Sim — eu pus-me logo em modo protector. [risos] Ele ficou fodido porque é um artista a sério. Ele fotografa estruturas e trabalha diariamente no computador a compor a sua arte. Tudo aquilo é escultura real, fotografia real — não houve IA. Nós não somos uma banda que usa IA. E vou mais longe: também não somos uma banda que usa autotune, backing tracks ou metrónomo ao vivo. Somos a banda a tocar ao natural, e temos orgulho nisso.

Quanto ao registo em estúdio e à forma como planeiam que as músicas soem ao vivo — pensam nisso ao produzir?
Sim, claro. Há alguns embelezamentos em estúdio, a produção é sempre muito cuidada — o Adam é um perfeccionista.

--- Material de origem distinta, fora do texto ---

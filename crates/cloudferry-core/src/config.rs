use std::fs;
use std::path::{Path, PathBuf};
use std::time::Duration;

use directories::{BaseDirs, ProjectDirs};
use eyre::{eyre, Context, Result};
use once_cell::sync::Lazy;
use parking_lot::RwLock;
use serde::{Deserialize, Serialize};

use crate::orchestrator::{MigrationOptions, TestMode};
use crate::path_map::ExcludeFilter;
use crate::retry::RetryPolicy;

static CONFIG_DIR_OVERRIDE: Lazy<RwLock<Option<PathBuf>>> = Lazy::new(|| RwLock::new(None));

const MIB: u64 = 1024 * 1024;

/// Override the configuration directory for the current process.
/// Subsequent calls replace the previous override.
pub fn set_config_dir<P: AsRef<Path>>(path: P) {
    *CONFIG_DIR_OVERRIDE.write() = Some(path.as_ref().to_path_buf());
}

/// Clear any previously configured override.
pub fn clear_config_dir_override() {
    CONFIG_DIR_OVERRIDE.write().take();
}

/// Resolve the configuration directory.
/// Priority: explicit override -> platform standard -> ~/.config/cloudferry
pub fn config_dir() -> Result<PathBuf> {
    if let Some(path) = CONFIG_DIR_OVERRIDE.read().clone() {
        return Ok(path);
    }

    if let Some(proj) = ProjectDirs::from("com", "CloudFerry", "CloudFerry") {
        return Ok(proj.config_dir().to_path_buf());
    }

    if let Some(base) = BaseDirs::new() {
        return Ok(base.home_dir().join(".config").join("cloudferry"));
    }

    Err(eyre!(
        "unable to determine configuration directory for cloudferry (no override and no platform default)"
    ))
}

pub fn default_config_path() -> Result<PathBuf> {
    Ok(config_dir()?.join("config.json"))
}

pub fn default_checkpoint_path() -> Result<PathBuf> {
    Ok(config_dir()?.join("checkpoint.jsonl"))
}

pub fn default_report_path() -> Result<PathBuf> {
    Ok(config_dir()?.join("report.json"))
}

#[derive(Debug, Clone, PartialEq, Serialize, Deserialize)]
#[serde(default)]
pub struct SourceConfig {
    pub root_folder: String,
    pub exclude_patterns: Vec<String>,
}

impl Default for SourceConfig {
    fn default() -> Self {
        Self {
            root_folder: "/".into(),
            exclude_patterns: vec![
                ".DS_Store".into(),
                "*.tmp".into(),
                "~*".into(),
                "Thumbs.db".into(),
            ],
        }
    }
}

#[derive(Debug, Clone, PartialEq, Serialize, Deserialize)]
#[serde(default)]
pub struct DestinationConfig {
    pub root_folder: String,
    pub use_shared_drive: bool,
    pub shared_drive_name: Option<String>,
}

impl Default for DestinationConfig {
    fn default() -> Self {
        Self {
            root_folder: "/Dropbox Migration".into(),
            use_shared_drive: false,
            shared_drive_name: None,
        }
    }
}

#[derive(Debug, Clone, PartialEq, Serialize, Deserialize)]
#[serde(default)]
pub struct OptionsConfig {
    pub chunk_size_mb: u64,
    /// Defaults to `chunk_size_mb`.
    pub small_file_threshold_mb: Option<u64>,
    pub parallel_uploads: usize,
    pub max_retries: u32,
    /// Seconds between attempts.
    pub retry_delay: u64,
    /// Seconds a single provider call may take.
    pub call_timeout: u64,
    pub continue_on_error: bool,
    pub preserve_timestamps: bool,
    pub migrate_permissions: bool,
    pub test_limit: usize,
}

impl Default for OptionsConfig {
    fn default() -> Self {
        Self {
            chunk_size_mb: 50,
            small_file_threshold_mb: None,
            parallel_uploads: 3,
            max_retries: 3,
            retry_delay: 5,
            call_timeout: 300,
            continue_on_error: true,
            preserve_timestamps: true,
            migrate_permissions: true,
            test_limit: 10,
        }
    }
}

#[derive(Debug, Clone, PartialEq, Serialize, Deserialize)]
#[serde(default)]
pub struct MigrationConfig {
    pub source: SourceConfig,
    pub destination: DestinationConfig,
    pub options: OptionsConfig,
    pub test_folder: String,
}

impl Default for MigrationConfig {
    fn default() -> Self {
        Self {
            source: SourceConfig::default(),
            destination: DestinationConfig::default(),
            options: OptionsConfig::default(),
            test_folder: "/test".into(),
        }
    }
}

#[derive(Debug, Clone, Copy, PartialEq, Eq)]
enum Format {
    Json,
    Toml,
}

fn format_of(path: &Path) -> Format {
    match path.extension().and_then(|e| e.to_str()) {
        Some(ext) if ext.eq_ignore_ascii_case("toml") => Format::Toml,
        _ => Format::Json,
    }
}

impl MigrationConfig {
    /// Read a JSON or TOML file, chosen by extension (JSON otherwise).
    pub fn load(path: &Path) -> Result<Self> {
        let content = fs::read_to_string(path)
            .wrap_err_with(|| format!("failed to read config file: {}", path.display()))?;
        let config = match format_of(path) {
            Format::Toml => toml::from_str(&content).wrap_err("failed to parse config file")?,
            Format::Json => serde_json::from_str(&content).wrap_err("failed to parse config file")?,
        };
        Ok(config)
    }

    /// Load `path`, writing the default configuration there first if missing.
    pub fn load_or_create(path: &Path) -> Result<Self> {
        if path.exists() {
            return Self::load(path);
        }
        let config = Self::default();
        config.save(path)?;
        log::info!("created default configuration at {}", path.display());
        Ok(config)
    }

    pub fn save(&self, path: &Path) -> Result<()> {
        if let Some(parent) = path.parent().filter(|p| !p.as_os_str().is_empty()) {
            fs::create_dir_all(parent)
                .wrap_err_with(|| format!("failed to create config directory {}", parent.display()))?;
        }
        let content = match format_of(path) {
            Format::Toml => toml::to_string_pretty(self).wrap_err("failed to serialize config")?,
            Format::Json => serde_json::to_string_pretty(self).wrap_err("failed to serialize config")?,
        };
        fs::write(path, content)
            .wrap_err_with(|| format!("failed to write config file: {}", path.display()))
    }

    /// Validate and convert into run options.
    pub fn to_options(&self) -> Result<MigrationOptions> {
        let opts = &self.options;
        if opts.chunk_size_mb == 0 {
            return Err(eyre!("options.chunk_size_mb must be greater than zero"));
        }
        ExcludeFilter::new(&self.source.exclude_patterns)
            .wrap_err("source.exclude_patterns is invalid")?;

        let chunk_size = opts.chunk_size_mb.saturating_mul(MIB);
        let options = MigrationOptions {
            source_root: self.source.root_folder.clone(),
            dest_root: self.destination.root_folder.clone(),
            exclude_patterns: self.source.exclude_patterns.clone(),
            use_shared_drive: self.destination.use_shared_drive,
            shared_drive_name: self.destination.shared_drive_name.clone(),
            chunk_size,
            small_file_threshold: opts
                .small_file_threshold_mb
                .map_or(chunk_size, |mb| mb.saturating_mul(MIB)),
            parallel_uploads: opts.parallel_uploads,
            retry: RetryPolicy::new(opts.max_retries, Duration::from_secs(opts.retry_delay))
                .with_call_timeout(Duration::from_secs(opts.call_timeout.max(1))),
            continue_on_error: opts.continue_on_error,
            preserve_timestamps: opts.preserve_timestamps,
            migrate_permissions: opts.migrate_permissions,
            dry_run: false,
            resume: false,
            test_mode: None,
        };
        options.validate().wrap_err("invalid configuration")?;
        Ok(options)
    }

    pub fn test_mode(&self) -> TestMode {
        TestMode {
            folder: self.test_folder.clone(),
            limit: self.options.test_limit,
        }
    }
}
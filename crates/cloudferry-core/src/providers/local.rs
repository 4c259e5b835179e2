//! Filesystem-backed providers.
//!
//! `LocalSource` serves a directory tree; `LocalDestination` emulates a drive
//! inside a directory. Folder handles and file ids of the destination are
//! `/`-separated paths relative to its root.

use std::collections::HashMap;
use std::io::SeekFrom;
use std::ops::Range;
use std::path::{Path, PathBuf};
use std::sync::atomic::{AtomicU64, Ordering};
use std::time::SystemTime;

use async_trait::async_trait;
use chrono::{DateTime, Utc};
use filetime::FileTime;
use parking_lot::Mutex;
use serde::Serialize;
use tokio::io::{AsyncReadExt, AsyncSeekExt, AsyncWriteExt};
use walkdir::WalkDir;

use crate::entry::{
    AccountInfo, ChunkAck, DestPermission, DestRole, FolderHandle, SharingDescriptor, SourceEntry,
    UploadMetadata,
};
use crate::errors::{categorize_io_error, ErrorKind, ProviderError, ProviderResult};
use crate::path_map::normalize_source;
use crate::provider::{DestinationProvider, SourceProvider};

const STATE_DIR: &str = ".cloudferry";
const SHARED_DRIVES_DIR: &str = "shared-drives";

fn io_error(context: &str, err: std::io::Error) -> ProviderError {
    ProviderError::new(categorize_io_error(&err), format!("{context}: {err}"))
}

fn walk_error(err: walkdir::Error) -> ProviderError {
    let message = err.to_string();
    match err.into_io_error() {
        Some(io) => ProviderError::new(categorize_io_error(&io), message),
        None => ProviderError::new(ErrorKind::Other, message),
    }
}

fn relative_of(root: &Path, path: &Path) -> String {
    path.strip_prefix(root)
        .unwrap_or(path)
        .components()
        .map(|c| c.as_os_str().to_string_lossy())
        .collect::<Vec<_>>()
        .join("/")
}

/// Reads a local directory tree. Every entry is private.
pub struct LocalSource {
    root: PathBuf,
}

impl LocalSource {
    pub fn new(root: impl Into<PathBuf>) -> Self {
        Self { root: root.into() }
    }

    fn resolve(&self, source_path: &str) -> ProviderResult<PathBuf> {
        let normalized = normalize_source(source_path)?;
        Ok(self.root.join(normalized.trim_start_matches('/')))
    }
}

#[async_trait]
impl SourceProvider for LocalSource {
    async fn verify_access(&self) -> ProviderResult<AccountInfo> {
        let meta = tokio::fs::metadata(&self.root)
            .await
            .map_err(|err| io_error(&format!("source root {}", self.root.display()), err))?;
        if !meta.is_dir() {
            return Err(ProviderError::invalid(format!(
                "source root {} is not a directory",
                self.root.display()
            )));
        }
        Ok(AccountInfo {
            display_name: format!("local:{}", self.root.display()),
        })
    }

    async fn list_folder(&self, path: &str) -> ProviderResult<Vec<SourceEntry>> {
        let dir = self.resolve(path)?;
        let root = self.root.clone();
        let listed = tokio::task::spawn_blocking(move || -> ProviderResult<Vec<SourceEntry>> {
            let mut entries = Vec::new();
            let walker = WalkDir::new(&dir)
                .min_depth(1)
                .max_depth(1)
                .sort_by_file_name();
            for next in walker {
                let entry = next.map_err(walk_error)?;
                let path = format!("/{}", relative_of(&root, entry.path()));
                let file_type = entry.file_type();
                if file_type.is_dir() {
                    entries.push(SourceEntry::folder(path.as_str(), path.as_str()));
                } else if file_type.is_file() {
                    let meta = entry.metadata().map_err(walk_error)?;
                    let mut item = SourceEntry::file(path.as_str(), meta.len(), path.as_str());
                    if let Ok(modified) = meta.modified() {
                        item = item.with_modified(DateTime::<Utc>::from(modified));
                    }
                    entries.push(item);
                } else {
                    log::debug!("skipping special file {}", entry.path().display());
                }
            }
            Ok(entries)
        })
        .await
        .map_err(|err| ProviderError::new(ErrorKind::Other, format!("listing task failed: {err}")))??;
        Ok(listed)
    }

    async fn get_content(&self, content_id: &str, range: Option<Range<u64>>) -> ProviderResult<Vec<u8>> {
        let path = self.resolve(content_id)?;
        let context = format!("read {}", path.display());
        let mut file = tokio::fs::File::open(&path)
            .await
            .map_err(|err| io_error(&context, err))?;
        let mut buf = Vec::new();
        match range {
            Some(range) => {
                file.seek(SeekFrom::Start(range.start))
                    .await
                    .map_err(|err| io_error(&context, err))?;
                file.take(range.end.saturating_sub(range.start))
                    .read_to_end(&mut buf)
                    .await
                    .map_err(|err| io_error(&context, err))?;
            }
            None => {
                file.read_to_end(&mut buf)
                    .await
                    .map_err(|err| io_error(&context, err))?;
            }
        }
        Ok(buf)
    }

    async fn get_sharing(&self, _content_id: &str) -> ProviderResult<SharingDescriptor> {
        Ok(SharingDescriptor::private())
    }
}

struct LocalUpload {
    target: String,
    total: u64,
    modified_time: Option<String>,
}

#[derive(Serialize)]
struct PermissionLine<'a> {
    file_id: &'a str,
    principal: &'a str,
    role: DestRole,
    granted_at: DateTime<Utc>,
}

/// Emulates a cloud drive inside a local directory.
///
/// Named containers live under `shared-drives/<name>`. Session uploads stage
/// in `.cloudferry/uploads/<token>.part` and are renamed into place when the
/// last chunk lands. Granted permissions are appended to
/// `.cloudferry/permissions.jsonl`.
pub struct LocalDestination {
    root: PathBuf,
    sessions: Mutex<HashMap<String, LocalUpload>>,
    next_session: AtomicU64,
}

impl LocalDestination {
    pub fn new(root: impl Into<PathBuf>) -> Self {
        Self {
            root: root.into(),
            sessions: Mutex::new(HashMap::new()),
            next_session: AtomicU64::new(1),
        }
    }

    fn uploads_dir(&self) -> PathBuf {
        self.root.join(STATE_DIR).join("uploads")
    }

    fn permissions_log(&self) -> PathBuf {
        self.root.join(STATE_DIR).join("permissions.jsonl")
    }

    fn child_id(parent: Option<&FolderHandle>, name: &str) -> ProviderResult<String> {
        let separator = name.contains('/') || (cfg!(windows) && name.contains('\\'));
        if name.is_empty() || name == "." || name == ".." || separator {
            return Err(ProviderError::invalid(format!("invalid object name {name:?}")));
        }
        Ok(match parent {
            Some(parent) if !parent.as_str().is_empty() => format!("{}/{name}", parent.as_str()),
            _ => name.to_owned(),
        })
    }

    fn path_of(&self, id: &str) -> PathBuf {
        self.root.join(id)
    }

    async fn ensure_parent_exists(&self, parent: Option<&FolderHandle>) -> ProviderResult<()> {
        if let Some(parent) = parent {
            let dir = self.path_of(parent.as_str());
            if !tokio::fs::metadata(&dir).await.map(|m| m.is_dir()).unwrap_or(false) {
                return Err(ProviderError::not_found(format!("folder {parent} does not exist")));
            }
        }
        Ok(())
    }

    fn apply_modified(path: &Path, modified_time: Option<&str>) {
        let Some(raw) = modified_time else {
            return;
        };
        match DateTime::parse_from_rfc3339(raw) {
            Ok(time) => {
                let ft = FileTime::from_system_time(SystemTime::from(time.with_timezone(&Utc)));
                if let Err(err) = filetime::set_file_mtime(path, ft) {
                    log::warn!("failed to set modified time on {}: {err}", path.display());
                }
            }
            Err(err) => log::warn!("ignoring unparsable modified time {raw:?}: {err}"),
        }
    }
}

#[async_trait]
impl DestinationProvider for LocalDestination {
    async fn verify_access(&self) -> ProviderResult<AccountInfo> {
        tokio::fs::create_dir_all(&self.root)
            .await
            .map_err(|err| io_error(&format!("destination root {}", self.root.display()), err))?;
        Ok(AccountInfo {
            display_name: format!("local:{}", self.root.display()),
        })
    }

    async fn resolve_or_create_folder(
        &self,
        name: &str,
        parent: Option<&FolderHandle>,
    ) -> ProviderResult<FolderHandle> {
        self.ensure_parent_exists(parent).await?;
        let id = Self::child_id(parent, name)?;
        let dir = self.path_of(&id);
        tokio::fs::create_dir_all(&dir)
            .await
            .map_err(|err| io_error(&format!("create folder {}", dir.display()), err))?;
        Ok(FolderHandle::new(id))
    }

    async fn find_named_container(&self, name: &str) -> ProviderResult<Option<FolderHandle>> {
        let id = Self::child_id(Some(&FolderHandle::new(SHARED_DRIVES_DIR)), name)?;
        match tokio::fs::metadata(self.path_of(&id)).await {
            Ok(meta) if meta.is_dir() => Ok(Some(FolderHandle::new(id))),
            Ok(_) => Ok(None),
            Err(err) if err.kind() == std::io::ErrorKind::NotFound => Ok(None),
            Err(err) => Err(io_error(&format!("look up shared drive {name}"), err)),
        }
    }

    async fn create_small(
        &self,
        data: Vec<u8>,
        metadata: &UploadMetadata,
        parent: Option<&FolderHandle>,
    ) -> ProviderResult<String> {
        self.ensure_parent_exists(parent).await?;
        let id = Self::child_id(parent, &metadata.name)?;
        let path = self.path_of(&id);
        tokio::fs::write(&path, &data)
            .await
            .map_err(|err| io_error(&format!("write {}", path.display()), err))?;
        Self::apply_modified(&path, metadata.modified_time.as_deref());
        Ok(id)
    }

    async fn open_upload_session(
        &self,
        total_size: u64,
        metadata: &UploadMetadata,
        parent: Option<&FolderHandle>,
    ) -> ProviderResult<String> {
        self.ensure_parent_exists(parent).await?;
        let target = Self::child_id(parent, &metadata.name)?;
        let token = format!(
            "{:x}-{}",
            Utc::now().timestamp_millis(),
            self.next_session.fetch_add(1, Ordering::Relaxed)
        );
        let uploads = self.uploads_dir();
        tokio::fs::create_dir_all(&uploads)
            .await
            .map_err(|err| io_error(&format!("create {}", uploads.display()), err))?;
        let part = uploads.join(format!("{token}.part"));
        tokio::fs::File::create(&part)
            .await
            .map_err(|err| io_error(&format!("create {}", part.display()), err))?;
        self.sessions.lock().insert(
            token.clone(),
            LocalUpload {
                target,
                total: total_size,
                modified_time: metadata.modified_time.clone(),
            },
        );
        Ok(token)
    }

    async fn upload_chunk(&self, session: &str, offset: u64, data: Vec<u8>) -> ProviderResult<ChunkAck> {
        let (target, total, modified_time) = {
            let sessions = self.sessions.lock();
            let upload = sessions.get(session).ok_or_else(|| {
                ProviderError::new(ErrorKind::SessionExpired, format!("unknown upload session {session}"))
            })?;
            (upload.target.clone(), upload.total, upload.modified_time.clone())
        };

        let part = self.uploads_dir().join(format!("{session}.part"));
        let context = format!("append to {}", part.display());
        let mut file = tokio::fs::OpenOptions::new()
            .append(true)
            .open(&part)
            .await
            .map_err(|err| io_error(&context, err))?;
        let current = file.metadata().await.map_err(|err| io_error(&context, err))?.len();
        if current != offset {
            return Err(ProviderError::invalid(format!(
                "chunk offset {offset} does not match committed {current}"
            )));
        }
        if offset + data.len() as u64 > total {
            return Err(ProviderError::invalid("chunk overruns declared size"));
        }
        file.write_all(&data).await.map_err(|err| io_error(&context, err))?;
        file.flush().await.map_err(|err| io_error(&context, err))?;
        drop(file);

        let committed = offset + data.len() as u64;
        if committed < total {
            return Ok(ChunkAck::Committed(committed));
        }

        let dest = self.path_of(&target);
        tokio::fs::rename(&part, &dest)
            .await
            .map_err(|err| io_error(&format!("finalize {}", dest.display()), err))?;
        self.sessions.lock().remove(session);
        Self::apply_modified(&dest, modified_time.as_deref());
        let size = tokio::fs::metadata(&dest)
            .await
            .map_err(|err| io_error(&format!("stat {}", dest.display()), err))?
            .len();
        Ok(ChunkAck::Complete { file_id: target, size })
    }

    async fn apply_permissions(&self, file_id: &str, permissions: &[DestPermission]) -> ProviderResult<()> {
        let target = self.path_of(file_id);
        if !tokio::fs::try_exists(&target).await.unwrap_or(false) {
            return Err(ProviderError::not_found(format!("no file {file_id}")));
        }
        let log_path = self.permissions_log();
        if let Some(parent) = log_path.parent() {
            tokio::fs::create_dir_all(parent)
                .await
                .map_err(|err| io_error(&format!("create {}", parent.display()), err))?;
        }
        let mut lines = String::new();
        for perm in permissions {
            let line = PermissionLine {
                file_id,
                principal: &perm.principal,
                role: perm.role,
                granted_at: Utc::now(),
            };
            let encoded = serde_json::to_string(&line)
                .map_err(|err| ProviderError::new(ErrorKind::Other, err.to_string()))?;
            lines.push_str(&encoded);
            lines.push('\n');
        }
        let mut file = tokio::fs::OpenOptions::new()
            .create(true)
            .append(true)
            .open(&log_path)
            .await
            .map_err(|err| io_error(&format!("open {}", log_path.display()), err))?;
        file.write_all(lines.as_bytes())
            .await
            .map_err(|err| io_error(&format!("append {}", log_path.display()), err))?;
        file.flush()
            .await
            .map_err(|err| io_error(&format!("flush {}", log_path.display()), err))?;
        Ok(())
    }
}
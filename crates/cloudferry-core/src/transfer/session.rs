use std::ops::Range;

use crate::entry::ChunkAck;
use crate::errors::{ProviderError, ProviderResult};

/// State of one resumable upload. Owned by a single file transfer.
#[derive(Debug, Clone)]
pub struct TransferSession {
    token: String,
    total_size: u64,
    bytes_committed: u64,
    chunk_size: u64,
    file_id: Option<String>,
}

impl TransferSession {
    pub fn new(token: String, total_size: u64, chunk_size: u64) -> Self {
        Self {
            token,
            total_size,
            bytes_committed: 0,
            chunk_size: chunk_size.max(1),
            file_id: None,
        }
    }

    pub fn token(&self) -> &str {
        &self.token
    }

    pub fn total_size(&self) -> u64 {
        self.total_size
    }

    pub fn bytes_committed(&self) -> u64 {
        self.bytes_committed
    }

    /// Byte range of the next chunk, or `None` once every byte is committed.
    pub fn next_range(&self) -> Option<Range<u64>> {
        if self.bytes_committed >= self.total_size {
            return None;
        }
        let end = (self.bytes_committed + self.chunk_size).min(self.total_size);
        Some(self.bytes_committed..end)
    }

    /// Apply the destination's answer to a chunk of `len` bytes.
    ///
    /// The destination must acknowledge exactly the bytes sent, and may only
    /// finalize on the last chunk with the full expected size.
    pub fn apply_ack(&mut self, len: u64, ack: ChunkAck) -> ProviderResult<()> {
        let expected = self.bytes_committed + len;
        match ack {
            ChunkAck::Committed(committed) => {
                if committed != expected {
                    return Err(ProviderError::integrity(format!(
                        "destination committed {committed} bytes, expected {expected}"
                    )));
                }
                self.bytes_committed = committed;
            }
            ChunkAck::Complete { file_id, size } => {
                if expected != self.total_size {
                    return Err(ProviderError::integrity(format!(
                        "destination finalized after {expected} of {} bytes",
                        self.total_size
                    )));
                }
                if size != self.total_size {
                    return Err(ProviderError::integrity(format!(
                        "destination reports {size} bytes, expected {}",
                        self.total_size
                    )));
                }
                self.bytes_committed = expected;
                self.file_id = Some(file_id);
            }
        }
        Ok(())
    }

    /// Identifier of the finalized object.
    pub fn finish(self) -> ProviderResult<String> {
        self.file_id.ok_or_else(|| {
            ProviderError::integrity(format!(
                "upload session ended at {} of {} bytes without finalizing",
                self.bytes_committed, self.total_size
            ))
        })
    }
}
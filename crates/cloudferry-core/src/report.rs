//! Final run report and its JSON writer.

use std::fs;
use std::path::{Path, PathBuf};

use chrono::{DateTime, Utc};
use eyre::{Context, Result};
use serde::{Deserialize, Serialize};

use crate::errors::{ErrorKind, ProviderError};
use crate::orchestrator::MigrationPhase;

/// A file that could not be migrated.
#[derive(Debug, Clone, PartialEq, Eq, Serialize, Deserialize)]
pub struct ErrorRecord {
    pub source_path: String,
    pub kind: ErrorKind,
    pub message: String,
    /// Retries spent after the initial attempt.
    pub retry_count: u32,
}

impl ErrorRecord {
    pub fn from_error(source_path: &str, err: &ProviderError) -> Self {
        Self {
            source_path: source_path.to_owned(),
            kind: err.kind,
            message: err.message.clone(),
            retry_count: err.attempts.saturating_sub(1),
        }
    }
}

/// Processed totals compared against what the scan found.
#[derive(Debug, Clone, PartialEq, Eq, Serialize, Deserialize)]
pub struct Verification {
    pub files_expected: u64,
    pub files_accounted: u64,
    pub bytes_expected: u64,
    pub bytes_accounted: u64,
}

impl Verification {
    pub fn is_consistent(&self) -> bool {
        self.files_expected == self.files_accounted && self.bytes_expected == self.bytes_accounted
    }
}

#[derive(Debug, Clone, PartialEq, Serialize, Deserialize)]
pub struct MigrationReport {
    pub phase: MigrationPhase,
    pub started_at: DateTime<Utc>,
    pub finished_at: DateTime<Utc>,
    pub elapsed_secs: f64,
    pub dry_run: bool,
    pub interrupted: bool,
    pub files_scanned: u64,
    pub folders_scanned: u64,
    pub bytes_scanned: u64,
    pub files_migrated: u64,
    /// Files already present in the checkpoint.
    pub files_skipped: u64,
    pub files_failed: u64,
    /// Files never attempted because the run stopped early.
    pub files_pending: u64,
    pub folders_created: u64,
    pub bytes_transferred: u64,
    pub bytes_skipped: u64,
    pub permissions_applied: u64,
    pub permission_failures: u64,
    pub verification: Option<Verification>,
    pub errors: Vec<ErrorRecord>,
    /// Reason for a run that ended in `Failed`.
    pub failure: Option<String>,
}

impl MigrationReport {
    pub fn new(started_at: DateTime<Utc>, dry_run: bool) -> Self {
        Self {
            phase: MigrationPhase::Initializing,
            started_at,
            finished_at: started_at,
            elapsed_secs: 0.0,
            dry_run,
            interrupted: false,
            files_scanned: 0,
            folders_scanned: 0,
            bytes_scanned: 0,
            files_migrated: 0,
            files_skipped: 0,
            files_failed: 0,
            files_pending: 0,
            folders_created: 0,
            bytes_transferred: 0,
            bytes_skipped: 0,
            permissions_applied: 0,
            permission_failures: 0,
            verification: None,
            errors: Vec::new(),
            failure: None,
        }
    }

    pub fn is_success(&self) -> bool {
        self.phase == MigrationPhase::Done && !self.interrupted
    }

    pub fn summary_line(&self) -> String {
        format!(
            "{}: {} migrated, {} skipped, {} failed, {} bytes in {:.1}s",
            self.phase,
            self.files_migrated,
            self.files_skipped,
            self.files_failed,
            self.bytes_transferred,
            self.elapsed_secs
        )
    }
}

/// Receives the final report of a run.
pub trait ReportSink: Send + Sync {
    fn deliver(&self, report: &MigrationReport) -> Result<()>;
}

/// Writes the report as pretty JSON.
pub struct JsonReportWriter {
    path: PathBuf,
}

impl JsonReportWriter {
    pub fn new(path: impl Into<PathBuf>) -> Self {
        Self { path: path.into() }
    }

    pub fn path(&self) -> &Path {
        &self.path
    }
}

impl ReportSink for JsonReportWriter {
    fn deliver(&self, report: &MigrationReport) -> Result<()> {
        if let Some(parent) = self.path.parent().filter(|p| !p.as_os_str().is_empty()) {
            fs::create_dir_all(parent)
                .with_context(|| format!("failed to create report directory {}", parent.display()))?;
        }
        let json = serde_json::to_string_pretty(report).context("serialize migration report")?;
        fs::write(&self.path, json)
            .with_context(|| format!("failed to write report {}", self.path.display()))?;
        log::info!("report written to {}", self.path.display());
        Ok(())
    }
}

Ao vivo temos uma oportunidade única; por isso, é treinar e garantir conforto. No último disco, prestei atenção para não escrever notas que fossem exaustivas ao vivo. Quando andas na estrada durante semanas, aquele “si bem alto” do estúdio pode ser difícil de repetir noite após noite.

Portanto, às vezes, baixámos uma nota para ser mais confortável de cantar ao vivo. Neste disco houve essa preocupação: pensar em como as canções vão traduzir-se em palco. Tentámos manter as músicas despojadas o suficiente para que sejam executáveis sem teclista nem backing vocals extra, porque não somos esse tipo de banda.

Tendo de concordar contigo: a ideia de uma “KILLSWITCH big band” não faz grande sentido.
Não… Podem estar descansados, porque isso não vai acontecer.